_Exercise goal_
Through the end of the data below, output every line exactly, beginning with the line that contains "let src: Vec<i32> = vec![];".

(Stored data entries)
= Beginning of Section =
//! Reference exclusive-scan implementations satisfying [`PrefixScan`].
//!
//! The spec assumes an externally-supplied primitive (in the original
//! design, a GPU prefix sum). This crate is a standalone library with no
//! GPU backend, so it ships both a sequential scan and a rayon
//! work-stealing parallel scan; `HashEngine` picks between them by slot
//! count. Callers with a faster primitive (e.g. their own GPU scan) can
//! implement [`PrefixScan`] directly instead.

use rayon::prelude::*;

use crate::sensor::PrefixScan;

/// Below this many slots, the sequential scan wins: parallel chunking
/// overhead dominates.
pub const PARALLEL_THRESHOLD: usize = 4096;

pub struct SequentialScan;

impl PrefixScan for SequentialScan {
    fn exclusive_scan(&self, src: &[i32], dst: &mut [i32]) {
        sequential_scan(src, dst);
    }
}

fn sequential_scan(src: &[i32], dst: &mut [i32]) {
    let mut running = 0i32;
    for (s, d) in src.iter().zip(dst.iter_mut()) {
        *d = running;
        running += s;
    }
}

/// Chunked local-sums + scan-of-sums + offset pass, parallelized with
/// rayon's work-stealing pool. Chunk count defaults to the available
/// parallelism reported by `num_cpus`.
pub struct ParallelScan {
    chunks: usize,
}

impl ParallelScan {
    pub fn new() -> Self {
        Self { chunks: num_cpus::get().max(1) }
    }

    pub fn with_chunks(chunks: usize) -> Self {
        Self { chunks: chunks.max(1) }
    }
}

impl Default for ParallelScan {
    fn default() -> Self {
        Self::new()
    }
}

impl PrefixScan for ParallelScan {
    fn exclusive_scan(&self, src: &[i32], dst: &mut [i32]) {
        if src.len() < PARALLEL_THRESHOLD {
            sequential_scan(src, dst);
            return;
        }

        let n = src.len();
        let chunk_len = n.div_ceil(self.chunks);
        let chunk_sums: Vec<i32> = src
            .par_chunks(chunk_len)
            .map(|chunk| chunk.iter().sum())
            .collect();

        let mut chunk_offsets = vec![0i32; chunk_sums.len()];
        sequential_scan(&chunk_sums, &mut chunk_offsets);

        dst.par_chunks_mut(chunk_len)
            .zip(src.par_chunks(chunk_len))
            .zip(chunk_offsets.par_iter())
            .for_each(|((dst_chunk, src_chunk), &offset)| {
                let mut running = offset;
                for (s, d) in src_chunk.iter().zip(dst_chunk.iter_mut()) {
                    *d = running;
                    running += s;
                }
            });
    }
}

/// Exclusive-scans `src` into `dst` using a sensible default engine
/// (sequential below [`PARALLEL_THRESHOLD`] slots, rayon-parallel above).
pub fn exclusive_scan(src: &[i32], dst: &mut [i32]) {
    if src.len() < PARALLEL_THRESHOLD {
        SequentialScan.exclusive_scan(src, dst);
    } else {
        ParallelScan::new().exclusive_scan(src, dst);
    }
}

#[cfg(test)]
mod tests {
    use super::*;

    #[test]
    fn sequential_matches_definition() {
        let src = vec![1, 2, 3, 4, 5];
        let mut dst = vec![0; 5];
        SequentialScan.exclusive_scan(&src, &mut dst);
        assert_eq!(dst, vec![0, 1, 3, 6, 10]);
    }

    #[test]
    fn parallel_matches_sequential_on_large_input() {
        let src: Vec<i32> = (0..20_000).map(|i| (i % 7) as i32).collect();
        let mut expected = vec![0; src.len()];
        sequential_scan(&src, &mut expected);

        let mut actual = vec![0; src.len()];
        ParallelScan::with_chunks(8).exclusive_scan(&src, &mut actual);

        assert_eq!(expected, actual);
    }

    #[test]
    fn empty_input_is_a_no_op() {
        let src: Vec<i32> = vec![];
        let mut dst: Vec<i32> = vec![];
        exclusive_scan(&src, &mut dst);
        assert!(dst.is_empty());
    }
}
= End of Section =
_Answer to this exercise_
        let src: Vec<i32> = vec![];
        let mut dst: Vec<i32> = vec![];
        exclusive_scan(&src, &mut dst);
        assert!(dst.is_empty());
    }
}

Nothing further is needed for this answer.